• _Exercise input_
━━━━━━━━

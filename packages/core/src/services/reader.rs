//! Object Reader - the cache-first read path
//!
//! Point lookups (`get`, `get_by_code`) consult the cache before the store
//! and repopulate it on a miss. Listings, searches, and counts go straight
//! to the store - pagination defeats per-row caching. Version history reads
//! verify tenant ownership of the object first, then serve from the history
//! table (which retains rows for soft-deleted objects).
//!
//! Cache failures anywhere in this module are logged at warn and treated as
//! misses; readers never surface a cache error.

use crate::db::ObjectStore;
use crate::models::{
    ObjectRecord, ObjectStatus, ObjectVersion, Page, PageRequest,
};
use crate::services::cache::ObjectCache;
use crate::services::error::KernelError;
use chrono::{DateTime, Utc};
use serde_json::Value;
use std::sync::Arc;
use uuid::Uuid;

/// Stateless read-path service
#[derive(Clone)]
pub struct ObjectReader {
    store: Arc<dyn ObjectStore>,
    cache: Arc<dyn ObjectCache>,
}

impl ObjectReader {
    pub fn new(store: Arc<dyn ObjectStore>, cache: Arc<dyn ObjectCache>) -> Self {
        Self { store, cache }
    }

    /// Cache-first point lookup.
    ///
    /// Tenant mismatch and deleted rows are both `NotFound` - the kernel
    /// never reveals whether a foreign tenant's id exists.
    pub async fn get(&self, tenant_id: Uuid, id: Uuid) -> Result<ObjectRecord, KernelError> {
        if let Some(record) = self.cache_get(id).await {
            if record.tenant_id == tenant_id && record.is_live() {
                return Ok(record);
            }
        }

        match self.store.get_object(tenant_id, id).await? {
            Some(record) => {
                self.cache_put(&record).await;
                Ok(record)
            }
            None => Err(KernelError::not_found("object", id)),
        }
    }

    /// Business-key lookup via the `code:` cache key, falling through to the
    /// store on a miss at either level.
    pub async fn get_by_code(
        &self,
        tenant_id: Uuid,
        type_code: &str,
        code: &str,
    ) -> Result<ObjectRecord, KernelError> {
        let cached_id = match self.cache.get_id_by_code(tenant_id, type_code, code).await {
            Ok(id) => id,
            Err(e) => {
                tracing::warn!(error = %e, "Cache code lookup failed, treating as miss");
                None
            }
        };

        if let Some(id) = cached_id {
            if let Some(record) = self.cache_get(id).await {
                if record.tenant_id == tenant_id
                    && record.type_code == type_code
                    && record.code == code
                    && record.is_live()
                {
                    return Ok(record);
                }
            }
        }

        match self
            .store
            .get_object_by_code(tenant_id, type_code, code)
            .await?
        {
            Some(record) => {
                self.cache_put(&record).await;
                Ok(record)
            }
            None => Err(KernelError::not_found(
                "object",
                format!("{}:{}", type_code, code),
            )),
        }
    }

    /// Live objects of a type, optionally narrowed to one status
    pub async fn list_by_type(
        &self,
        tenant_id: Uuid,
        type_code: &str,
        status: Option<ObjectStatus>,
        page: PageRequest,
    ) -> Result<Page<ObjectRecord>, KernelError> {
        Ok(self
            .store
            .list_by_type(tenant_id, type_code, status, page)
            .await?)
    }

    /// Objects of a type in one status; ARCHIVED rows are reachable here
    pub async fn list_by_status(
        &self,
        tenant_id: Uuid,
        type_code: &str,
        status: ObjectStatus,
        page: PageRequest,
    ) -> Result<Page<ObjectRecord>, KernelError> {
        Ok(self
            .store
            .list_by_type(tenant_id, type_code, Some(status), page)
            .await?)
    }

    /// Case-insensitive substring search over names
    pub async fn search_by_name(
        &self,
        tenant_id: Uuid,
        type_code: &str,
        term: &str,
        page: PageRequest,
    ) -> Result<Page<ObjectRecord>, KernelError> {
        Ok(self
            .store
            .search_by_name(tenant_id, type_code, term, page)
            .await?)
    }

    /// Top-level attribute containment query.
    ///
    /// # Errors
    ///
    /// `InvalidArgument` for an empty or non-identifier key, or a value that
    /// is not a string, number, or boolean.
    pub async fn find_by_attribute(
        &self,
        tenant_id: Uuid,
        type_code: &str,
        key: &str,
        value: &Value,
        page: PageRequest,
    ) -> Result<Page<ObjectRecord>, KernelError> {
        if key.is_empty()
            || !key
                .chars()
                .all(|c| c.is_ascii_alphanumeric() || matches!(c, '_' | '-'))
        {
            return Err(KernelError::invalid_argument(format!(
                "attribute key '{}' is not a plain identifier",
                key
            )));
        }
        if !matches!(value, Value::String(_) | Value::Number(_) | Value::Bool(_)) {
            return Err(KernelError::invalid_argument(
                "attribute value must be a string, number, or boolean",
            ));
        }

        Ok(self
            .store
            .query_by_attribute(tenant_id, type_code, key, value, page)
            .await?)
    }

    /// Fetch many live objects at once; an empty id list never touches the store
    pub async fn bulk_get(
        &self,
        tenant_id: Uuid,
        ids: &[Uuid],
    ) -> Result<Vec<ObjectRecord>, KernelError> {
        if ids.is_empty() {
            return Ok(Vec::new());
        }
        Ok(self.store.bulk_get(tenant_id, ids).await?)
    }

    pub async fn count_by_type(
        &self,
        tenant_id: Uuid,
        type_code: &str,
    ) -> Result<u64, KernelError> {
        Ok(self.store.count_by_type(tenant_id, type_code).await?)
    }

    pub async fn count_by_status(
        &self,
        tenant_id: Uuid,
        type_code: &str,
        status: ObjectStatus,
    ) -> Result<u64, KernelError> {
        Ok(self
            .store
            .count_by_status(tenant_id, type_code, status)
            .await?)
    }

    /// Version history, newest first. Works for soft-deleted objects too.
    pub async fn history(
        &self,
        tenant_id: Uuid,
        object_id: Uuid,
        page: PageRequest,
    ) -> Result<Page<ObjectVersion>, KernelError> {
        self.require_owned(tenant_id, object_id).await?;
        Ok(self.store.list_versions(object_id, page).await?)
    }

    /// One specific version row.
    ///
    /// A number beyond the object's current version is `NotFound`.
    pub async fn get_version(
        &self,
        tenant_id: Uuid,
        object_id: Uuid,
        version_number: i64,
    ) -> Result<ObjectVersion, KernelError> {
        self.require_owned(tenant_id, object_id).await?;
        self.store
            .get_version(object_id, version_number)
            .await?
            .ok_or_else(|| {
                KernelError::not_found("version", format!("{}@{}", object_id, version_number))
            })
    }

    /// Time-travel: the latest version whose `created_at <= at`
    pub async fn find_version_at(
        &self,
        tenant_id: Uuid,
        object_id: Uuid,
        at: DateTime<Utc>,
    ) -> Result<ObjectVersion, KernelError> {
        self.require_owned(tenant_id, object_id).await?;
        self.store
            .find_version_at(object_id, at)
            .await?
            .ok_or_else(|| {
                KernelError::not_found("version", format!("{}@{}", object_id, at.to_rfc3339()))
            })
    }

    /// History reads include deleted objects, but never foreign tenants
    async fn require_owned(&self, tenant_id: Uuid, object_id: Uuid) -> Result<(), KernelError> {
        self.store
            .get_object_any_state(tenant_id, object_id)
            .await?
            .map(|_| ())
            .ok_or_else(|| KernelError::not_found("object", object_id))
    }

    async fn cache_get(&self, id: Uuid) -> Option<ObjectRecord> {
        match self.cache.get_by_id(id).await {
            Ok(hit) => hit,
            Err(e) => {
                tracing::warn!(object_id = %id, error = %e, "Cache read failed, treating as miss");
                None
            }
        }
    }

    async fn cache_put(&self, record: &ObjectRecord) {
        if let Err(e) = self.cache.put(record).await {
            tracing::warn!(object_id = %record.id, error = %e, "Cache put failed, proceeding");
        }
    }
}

━━━━━━━━

• _What the exercise asks_
Return the whole listing, keeping every word as it is.

• _Written response_
filename packages/core/src/services/reader.rs
//! Object Reader - the cache-first read path
//!
//! Point lookups (`get`, `get_by_code`) consult the cache before the store
//! and repopulate it on a miss. Listings, searches, and counts go straight
//! to the store - pagination defeats per-row caching. Version history reads
//! verify tenant ownership of the object first, then serve from the history
//! table (which retains rows for soft-deleted objects).
//!
//! Cache failures anywhere in this module are logged at warn and treated as
//! misses; readers never surface a cache error.

use crate::db::ObjectStore;
use crate::models::{
    ObjectRecord, ObjectStatus, ObjectVersion, Page, PageRequest,
};
use crate::services::cache::ObjectCache;
use crate::services::error::KernelError;
use chrono::{DateTime, Utc};
use serde_json::Value;
use std::sync::Arc;
use uuid::Uuid;

/// Stateless read-path service
#[derive(Clone)]
pub struct ObjectReader {
    store: Arc<dyn ObjectStore>,
    cache: Arc<dyn ObjectCache>,
}

impl ObjectReader {
    pub fn new(store: Arc<dyn ObjectStore>, cache: Arc<dyn ObjectCache>) -> Self {
        Self { store, cache }
    }

    /// Cache-first point lookup.
    ///
    /// Tenant mismatch and deleted rows are both `NotFound` - the kernel
    /// never reveals whether a foreign tenant's id exists.
    pub async fn get(&self, tenant_id: Uuid, id: Uuid) -> Result<ObjectRecord, KernelError> {
        if let Some(record) = self.cache_get(id).await {
            if record.tenant_id == tenant_id && record.is_live() {
                return Ok(record);
            }
        }

        match self.store.get_object(tenant_id, id).await? {
            Some(record) => {
                self.cache_put(&record).await;
                Ok(record)
            }
            None => Err(KernelError::not_found("object", id)),
        }
    }

    /// Business-key lookup via the `code:` cache key, falling through to the
    /// store on a miss at either level.
    pub async fn get_by_code(
        &self,
        tenant_id: Uuid,
        type_code: &str,
        code: &str,
    ) -> Result<ObjectRecord, KernelError> {
        let cached_id = match self.cache.get_id_by_code(tenant_id, type_code, code).await {
            Ok(id) => id,
            Err(e) => {
                tracing::warn!(error = %e, "Cache code lookup failed, treating as miss");
                None
            }
        };

        if let Some(id) = cached_id {
            if let Some(record) = self.cache_get(id).await {
                if record.tenant_id == tenant_id
                    && record.type_code == type_code
                    && record.code == code
                    && record.is_live()
                {
                    return Ok(record);
                }
            }
        }

        match self
            .store
            .get_object_by_code(tenant_id, type_code, code)
            .await?
        {
            Some(record) => {
                self.cache_put(&record).await;
                Ok(record)
            }
            None => Err(KernelError::not_found(
                "object",
                format!("{}:{}", type_code, code),
            )),
        }
    }

    /// Live objects of a type, optionally narrowed to one status
    pub async fn list_by_type(
        &self,
        tenant_id: Uuid,
        type_code: &str,
        status: Option<ObjectStatus>,
        page: PageRequest,
    ) -> Result<Page<ObjectRecord>, KernelError> {
        Ok(self
            .store
            .list_by_type(tenant_id, type_code, status, page)
            .await?)
    }

    /// Objects of a type in one status; ARCHIVED rows are reachable here
    pub async fn list_by_status(
        &self,
        tenant_id: Uuid,
        type_code: &str,
        status: ObjectStatus,
        page: PageRequest,
    ) -> Result<Page<ObjectRecord>, KernelError> {
        Ok(self
            .store
            .list_by_type(tenant_id, type_code, Some(status), page)
            .await?)
    }

    /// Case-insensitive substring search over names
    pub async fn search_by_name(
        &self,
        tenant_id: Uuid,
        type_code: &str,
        term: &str,
        page: PageRequest,
    ) -> Result<Page<ObjectRecord>, KernelError> {
        Ok(self
            .store
            .search_by_name(tenant_id, type_code, term, page)
            .await?)
    }

    /// Top-level attribute containment query.
    ///
    /// # Errors
    ///
    /// `InvalidArgument` for an empty or non-identifier key, or a value that
    /// is not a string, number, or boolean.
    pub async fn find_by_attribute(
        &self,
        tenant_id: Uuid,
        type_code: &str,
        key: &str,
        value: &Value,
        page: PageRequest,
    ) -> Result<Page<ObjectRecord>, KernelError> {
        if key.is_empty()
            || !key
                .chars()
                .all(|c| c.is_ascii_alphanumeric() || matches!(c, '_' | '-'))
        {
            return Err(KernelError::invalid_argument(format!(
                "attribute key '{}' is not a plain identifier",
                key
            )));
        }
        if !matches!(value, Value::String(_) | Value::Number(_) | Value::Bool(_)) {
            return Err(KernelError::invalid_argument(
                "attribute value must be a string, number, or boolean",
            ));
        }

        Ok(self
            .store
            .query_by_attribute(tenant_id, type_code, key, value, page)
            .await?)
    }

    /// Fetch many live objects at once; an empty id list never touches the store
    pub async fn bulk_get(
        &self,
        tenant_id: Uuid,
        ids: &[Uuid],
    ) -> Result<Vec<ObjectRecord>, KernelError> {
        if ids.is_empty() {
            return Ok(Vec::new());
        }
        Ok(self.store.bulk_get(tenant_id, ids).await?)
    }

    pub async fn count_by_type(
        &self,
        tenant_id: Uuid,
        type_code: &str,
    ) -> Result<u64, KernelError> {
        Ok(self.store.count_by_type(tenant_id, type_code).await?)
    }

    pub async fn count_by_status(
        &self,
        tenant_id: Uuid,
        type_code: &str,
        status: ObjectStatus,
    ) -> Result<u64, KernelError> {
        Ok(self
            .store
            .count_by_status(tenant_id, type_code, status)
            .await?)
    }

    /// Version history, newest first. Works for soft-deleted objects too.
    pub async fn history(
        &self,
        tenant_id: Uuid,
        object_id: Uuid,
        page: PageRequest,
    ) -> Result<Page<ObjectVersion>, KernelError> {
        self.require_owned(tenant_id, object_id).await?;
        Ok(self.store.list_versions(object_id, page).await?)
    }

    /// One specific version row.
    ///
    /// A number beyond the object's current version is `NotFound`.
    pub async fn get_version(
        &self,
        tenant_id: Uuid,
        object_id: Uuid,
        version_number: i64,
    ) -> Result<ObjectVersion, KernelError> {
        self.require_owned(tenant_id, object_id).await?;
        self.store
            .get_version(object_id, version_number)
            .await?
            .ok_or_else(|| {
                KernelError::not_found("version", format!("{}@{}", object_id, version_number))
            })
    }

    /// Time-travel: the latest version whose `created_at <= at`
    pub async fn find_version_at(
        &self,
        tenant_id: Uuid,
        object_id: Uuid,
        at: DateTime<Utc>,
    ) -> Result<ObjectVersion, KernelError> {
        self.require_owned(tenant_id, object_id).await?;
        self.store
            .find_version_at(object_id, at)
            .await?
            .ok_or_else(|| {
                KernelError::not_found("version", format!("{}@{}", object_id, at.to_rfc3339()))
            })
    }

    /// History reads include deleted objects, but never foreign tenants
    async fn require_owned(&self, tenant_id: Uuid, object_id: Uuid) -> Result<(), KernelError> {
        self.store
            .get_object_any_state(tenant_id, object_id)
            .await?
            .map(|_| ())
            .ok_or_else(|| KernelError::not_found("object", object_id))
    }

    async fn cache_get(&self, id: Uuid) -> Option<ObjectRecord> {
        match self.cache.get_by_id(id).await {
            Ok(hit) => hit,
            Err(e) => {
                tracing::warn!(object_id = %id, error = %e, "Cache read failed, treating as miss");
                None
            }
        }
    }

    async fn cache_put(&self, record: &ObjectRecord) {
        if let Err(e) = self.cache.put(record).await {
            tracing::warn!(object_id = %record.id, error = %e, "Cache put failed, proceeding");
        }
    }
}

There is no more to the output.